Cuando finalmente todos se calmaron, la señora Orejaslargas se acercó
tímidamente a los Pincho. “Creo que hablo en nombre de todos, y quiero
decirles que les debemos una disculpa…” – dijo. “Hemos sido muy injustos,
juzgándoles sin conocerles, y rechazándoles por ser diferentes. Pedimos
perdón de todo corazón, y les damos la bienvenida al bosque.”
Todos asintieron, y se acercaron uno por uno a la familia de erizos para
presentarse y darles las gracias. Los Pincho se sentían felices de haber sido
por fin aceptados entre sus vecinos. Mamá Pincho invitó a todos a su casa,
para conocerse mejor tomando un delicioso té de frambuesa. Y cuando
entraron por la puerta, se llevaron una gran sorpresa…
La señora Pincho resultó ser una excelente costurera, que manejaba con
destreza y arte la aguja y el dedal. No había alfiler que se le resistiera, y su
madriguera estaba llena de hermosas telas de colores, hilos, lanas y labores.

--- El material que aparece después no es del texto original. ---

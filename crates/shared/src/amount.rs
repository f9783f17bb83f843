//! Exact token amount arithmetic.
//!
//! On-chain balances routinely exceed the range where `f64` is exact, so every
//! conversion between display values and base units goes through
//! [`BigDecimal`] / [`BigInt`].

use std::{fmt, str::FromStr};

use bigdecimal::{
    num_bigint::{BigInt, Sign},
    BigDecimal,
};
use thiserror::Error;

const MAX_INPUT_LEN: usize = 128;
/// uint256 has 78 decimal digits; anything beyond that cannot be a token amount.
const MAX_INTEGER_DIGITS: i64 = 80;

#[derive(Debug, Clone, PartialEq, Eq, Error)]
pub enum AmountError {
    #[error("amount is empty")]
    Empty,
    #[error("amount is not a decimal number: {0}")]
    Invalid(String),
    #[error("amount must not be negative: {0}")]
    Negative(String),
    #[error("amount {value} has more than {decimals} fractional digits")]
    TooPrecise { value: String, decimals: u8 },
    #[error("amount is too large: {0}")]
    Overflow(String),
}

/// An integer number of base units paired with the token's decimals.
#[derive(Debug, Clone, PartialEq, Eq, Hash)]
pub struct TokenAmount {
    raw: BigInt,
    decimals: u8,
}

fn pow10(exponent: u8) -> BigInt {
    BigInt::from(10u8).pow(u32::from(exponent))
}

impl TokenAmount {
    pub fn from_base_units(raw: BigInt, decimals: u8) -> Result<Self, AmountError> {
        if raw.sign() == Sign::Minus {
            return Err(AmountError::Negative(raw.to_string()));
        }
        Ok(Self { raw, decimals })
    }

    /// Parses a base-10 integer string as returned by token contracts.
    pub fn parse_base_units(raw: &str, decimals: u8) -> Result<Self, AmountError> {
        let trimmed = raw.trim();
        if trimmed.is_empty() {
            return Err(AmountError::Empty);
        }
        let value = BigInt::from_str(trimmed)
            .map_err(|_| AmountError::Invalid(trimmed.to_string()))?;
        Self::from_base_units(value, decimals)
    }

    /// Scales a user-entered display amount (`"0.01"`) into base units.
    ///
    /// Fails instead of rounding when the input carries more fractional digits
    /// than the token supports.
    pub fn parse_display(input: &str, decimals: u8) -> Result<Self, AmountError> {
        let trimmed = input.trim();
        if trimmed.is_empty() {
            return Err(AmountError::Empty);
        }
        if trimmed.len() > MAX_INPUT_LEN {
            return Err(AmountError::Overflow(format!("{} characters", trimmed.len())));
        }

        let value = BigDecimal::from_str(trimmed)
            .map_err(|_| AmountError::Invalid(trimmed.to_string()))?;
        let (mantissa, scale) = value.as_bigint_and_exponent();
        if scale < -MAX_INTEGER_DIGITS {
            return Err(AmountError::Overflow(trimmed.to_string()));
        }
        if value.sign() == Sign::Minus {
            return Err(AmountError::Negative(trimmed.to_string()));
        }
        // The mantissa has at most MAX_INPUT_LEN digits, so stripping trailing
        // zeros can never bring a larger scale back within `decimals`.
        if scale > i64::from(decimals) + MAX_INPUT_LEN as i64 {
            if mantissa.sign() == Sign::NoSign {
                return Self::from_base_units(BigInt::from(0u8), decimals);
            }
            return Err(AmountError::TooPrecise {
                value: trimmed.to_string(),
                decimals,
            });
        }

        let scaled = value * BigDecimal::new(BigInt::from(1u8), -i64::from(decimals));
        if !scaled.is_integer() {
            return Err(AmountError::TooPrecise {
                value: trimmed.to_string(),
                decimals,
            });
        }
        let (raw, _) = scaled.with_scale(0).into_bigint_and_exponent();
        Self::from_base_units(raw, decimals)
    }

    pub fn base_units(&self) -> &BigInt {
        &self.raw
    }

    pub fn decimals(&self) -> u8 {
        self.decimals
    }

    pub fn to_decimal(&self) -> BigDecimal {
        BigDecimal::new(self.raw.clone(), i64::from(self.decimals))
    }

    pub fn is_zero(&self) -> bool {
        self.raw.sign() == Sign::NoSign
    }
}

impl fmt::Display for TokenAmount {
    /// Plain decimal notation with trailing fractional zeros removed.
    fn fmt(&self, f: &mut fmt::Formatter<'_>) -> fmt::Result {
        if self.decimals == 0 {
            return write!(f, "{}", self.raw);
        }
        let unit = pow10(self.decimals);
        let whole = &self.raw / &unit;
        let fraction = &self.raw % &unit;
        if fraction.sign() == Sign::NoSign {
            return write!(f, "{whole}");
        }
        let padded = format!(
            "{:0>width$}",
            fraction.to_string(),
            width = usize::from(self.decimals)
        );
        write!(f, "{whole}.{}", padded.trim_end_matches('0'))
    }
}

#[cfg(test)]
mod tests {
    use super::*;

    #[test]
    fn one_full_token_at_eighteen_decimals() {
        let balance = TokenAmount::parse_base_units("1000000000000000000", 18).expect("balance");
        assert_eq!(balance.to_string(), "1");
    }

    #[test]
    fn default_transfer_amount_scales_exactly() {
        let amount = TokenAmount::parse_display("0.01", 18).expect("amount");
        assert_eq!(amount.base_units().to_string(), "10000000000000000");
    }

    #[test]
    fn balances_beyond_f64_precision_stay_exact() {
        let raw = "123456789012345678901234567890123";
        let balance = TokenAmount::parse_base_units(raw, 18).expect("balance");
        assert_eq!(balance.to_string(), "123456789012345.678901234567890123");
    }

    #[test]
    fn display_amounts_survive_scaling_and_formatting() {
        let cases = [
            ("0.01", 18),
            ("1", 18),
            ("0.000000000000000001", 18),
            ("98765432109876543210.5", 18),
            ("42", 0),
            ("3.25", 6),
            ("1000", 2),
        ];
        for (input, decimals) in cases {
            let amount = TokenAmount::parse_display(input, decimals).expect(input);
            let reparsed =
                TokenAmount::parse_base_units(&amount.base_units().to_string(), decimals)
                    .expect("base units");
            assert_eq!(reparsed.to_string(), input, "decimals={decimals}");
        }
    }

    #[test]
    fn small_fractions_keep_leading_zeros() {
        let amount = TokenAmount::parse_base_units("5", 6).expect("amount");
        assert_eq!(amount.to_string(), "0.000005");
    }

    #[test]
    fn rejects_amounts_finer_than_token_precision() {
        assert_eq!(
            TokenAmount::parse_display("0.001", 2),
            Err(AmountError::TooPrecise {
                value: "0.001".to_string(),
                decimals: 2
            })
        );
    }

    #[test]
    fn tiny_exponents_are_rejected_without_scaling() {
        assert_eq!(
            TokenAmount::parse_display("1e-20000000", 18),
            Err(AmountError::TooPrecise {
                value: "1e-20000000".to_string(),
                decimals: 18
            })
        );
        let zero = TokenAmount::parse_display("0e-20000000", 18).expect("zero");
        assert!(zero.is_zero());
        let fine = TokenAmount::parse_display("10000e-22", 18).expect("amount");
        assert_eq!(fine.base_units(), &BigInt::from(1u8));
    }

    #[test]
    fn rejects_negative_empty_and_garbage_input() {
        assert!(matches!(
            TokenAmount::parse_display("-1", 18),
            Err(AmountError::Negative(_))
        ));
        assert_eq!(TokenAmount::parse_display("  ", 18), Err(AmountError::Empty));
        assert!(matches!(
            TokenAmount::parse_display("ten", 18),
            Err(AmountError::Invalid(_))
        ));
        assert!(matches!(
            TokenAmount::parse_display("1e200", 18),
            Err(AmountError::Overflow(_))
        ));
    }

    #[test]
    fn decimal_view_matches_display() {
        let amount = TokenAmount::parse_display("2.5", 18).expect("amount");
        assert_eq!(
            amount.to_decimal(),
            BigDecimal::from_str("2.5").expect("decimal")
        );
        assert!(!amount.is_zero());
    }
}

“Me paso aquí todo el día, cosiendo encargos y haciendo remiendos” –
explicó a sus sorprendidos vecinos, que observaban admirados las colchas que
colgaban de las paredes. “Me manejo bastante bien con las agujas y los
alfileres. Es que me gustan las cosas que pinchan… ¡son un poco como yo!”
Todos rieron con ganas, y desde ese día, los Pincho vivieron felices en
el bosque, con muchos amigos nuevos.